MECHANISM OF SUPPORT

Awards under this Program Announcement (PA) will use the SIG mechanism (S10). 
SIG provides support for expensive state-of-the-art instrumentation utilized in
both basic and clinical research.  Applications are limited to instruments that
cost at least $100,000 per instrument or integrated instrument system.  The
maximum award is $500,000.  Since the nature and scope of the instruments that
may be requested will vary, it is anticipated that the size of an award will vary
also.  Awards will be made for the direct costs only.  The institution must meet
those costs (not covered in the normal purchase price) required to place the
instrumentation in operational order as well as the maintenance, support
personnel, and service costs associated with maximum utilization of the
instrument.  There is no upper limit on the cost of the instrument, but the
maximum award is $500,000.  Grants will be awarded for a period of one year and
are not renewable.  Supplemental applications will not be accepted.  The program
does not provide indirect costs or support for construction or alterations and
renovations.  Cost sharing is not required.  If the amount of funds requested
does not cover the total cost of the instrument, the application should describe
the proposed sources(s) of funding for the balance of the cost of the instrument. 
Documentation of the availability of the remainder of the funding, signed by an
appropriate institutional official, must be presented to NCRR prior to the
issuance of an award.

Applications proposing the direct purchase of an instrument that the institution
has secured or is planning to secure via a leasing agreement are urged to consult
with their institutional sponsored projects office regarding applicable PHS
policy prior to executing the leasing agreement.  If the leasing agreement was
executed more than one year prior to submission of the SIG application, the
applicant must provide strong justification for the requested Federal funds. 
Further, the instrument must be considered state-of-the-art at the time of
submission of the SIG application.

RESEARCH OBJECTIVES

This program is designed to provide for the acquisition or updating of expensive
shared-use instrumentation not generally available through other NIH mechanisms,
such as the regular research project, program project, or center grant programs. 
Proposals for research on advancing the design or for the development of new
instrumentation will not be considered.  Applications will be accepted for a
single, commercially-available instrument or an integrated instrument system. 
An application for more than one type of instrumentation will not be considered
responsive to this program announcement and will be returned.

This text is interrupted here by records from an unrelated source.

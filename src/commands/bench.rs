use std::process::ExitCode;

use anyhow::{Result, ensure};
use clap::Args;
use pdelab::bench::run_kernels;

#[derive(Args)]
pub struct BenchArgs {
    /// Cells per axis of the 2D benchmark grid
    #[arg(long, default_value = "64")]
    pub cells: usize,

    /// Timed calls per kernel
    #[arg(long, default_value = "200")]
    pub iterations: usize,
}

pub fn execute(args: BenchArgs) -> Result<ExitCode> {
    ensure!(args.iterations > 0, "--iterations must be positive");
    let timings = run_kernels(args.cells, args.iterations)?;
    println!("{:<40} {:>12} {:>12}", "kernel", "mean ns", "min ns");
    for t in &timings {
        println!("{:<40} {:>12.0} {:>12.0}", t.name, t.mean_ns, t.min_ns);
    }
    Ok(ExitCode::SUCCESS)
}
pub mod bench;
pub mod run;
pub mod verify;

pub const EXIT_INTERNAL: u8 = 1;
pub const EXIT_NOT_CONVERGED: u8 = 2;
pub const EXIT_CONFIGURATION: u8 = 3;
pub const EXIT_VERIFICATION_FAILED: u8 = 4;
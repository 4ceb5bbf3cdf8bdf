//! `pdelab` command-line interface.

mod commands;

use std::process::ExitCode;

use clap::{Parser, Subcommand};
use pdelab::PdeError;
use tracing::{Level, error};
use tracing_subscriber::FmtSubscriber;

#[derive(Parser)]
#[command(name = "pdelab")]
#[command(version = env!("CARGO_PKG_VERSION"))]
#[command(about = "Structured-grid PDE solver with convergence verification", long_about = None)]
struct Cli {
    /// Log level (trace, debug, info, warn, error)
    #[arg(short, long, default_value = "info")]
    log_level: String,

    #[command(subcommand)]
    command: Commands,
}

#[derive(Subcommand)]
enum Commands {
    /// Solve one problem described by a JSON file
    Run(commands::run::RunArgs),
    /// Run the convergence verification suite
    Verify(commands::verify::VerifyArgs),
    /// Time the numerical kernels
    Bench(commands::bench::BenchArgs),
}

fn main() -> ExitCode {
    let cli = Cli::parse();

    let level = match cli.log_level.to_lowercase().as_str() {
        "trace" => Level::TRACE,
        "debug" => Level::DEBUG,
        "info" => Level::INFO,
        "warn" => Level::WARN,
        "error" => Level::ERROR,
        _ => Level::INFO,
    };
    let subscriber = FmtSubscriber::builder()
        .with_max_level(level)
        .with_target(false)
        .with_writer(std::io::stderr)
        .finish();
    if let Err(err) = tracing::subscriber::set_global_default(subscriber) {
        eprintln!("failed to install logger: {err}");
        return ExitCode::from(commands::EXIT_INTERNAL);
    }

    let result = match cli.command {
        Commands::Run(args) => commands::run::execute(args),
        Commands::Verify(args) => commands::verify::execute(args),
        Commands::Bench(args) => commands::bench::execute(args),
    };

    match result {
        Ok(code) => code,
        Err(err) => {
            error!("{err:#}");
            let code = match err.downcast_ref::<PdeError>() {
                Some(e) if e.is_configuration() => commands::EXIT_CONFIGURATION,
                _ => commands::EXIT_INTERNAL,
            };
            ExitCode::from(code)
        }
    }
}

Types of instrumentation supported include, but are not limited to, nuclear
magnetic resonance systems, electron and confocal microscopes, mass
spectrometers, protein and DNA sequencers, biosensors, x-ray diffractometers and
cell sorters.  Support will not be provided for general purpose equipment or
purely instructional equipment, personal computers, personal work stations,
printers, and Ethernet interfaces.  Proposals for "stand alone" computer systems
will only be considered if the instrument is solely dedicated to the research
needs of a broad community of NIH-supported investigators.  An institution may
submit more than one application for different instrumentation for the March 19,
1999 deadline.  However, if several applications are submitted for similar
instrumentation from one or more eligible institutions on the same campus of a
university, documentation from a high level official must be provided stating
that this is not an unintended duplication, but part of a campus-wide
institutional plan.  Since the intent of the program is to promote sharing, a
major user group of three or more investigators must be identified.  A minimum
of three major users must be Principal Investigators on NIH peer reviewed
research grants at the time of the application and award.  For purposes of this
program research grants are defined as those grants awarded with the following
activity codes: P01, R01, U01, R29, R35 and R37.  The application must show a
clear need for the instrumentation by projects supported by multiple NIH research
awards and demonstrate that these projects will require at least 75 percent of
the total usage of the instrument.  Major users can be individual researchers,
or a group of investigators within the same department or from several
departments at the applicant institution.  NIH extramural awardees from other
nearby institutions may also be included.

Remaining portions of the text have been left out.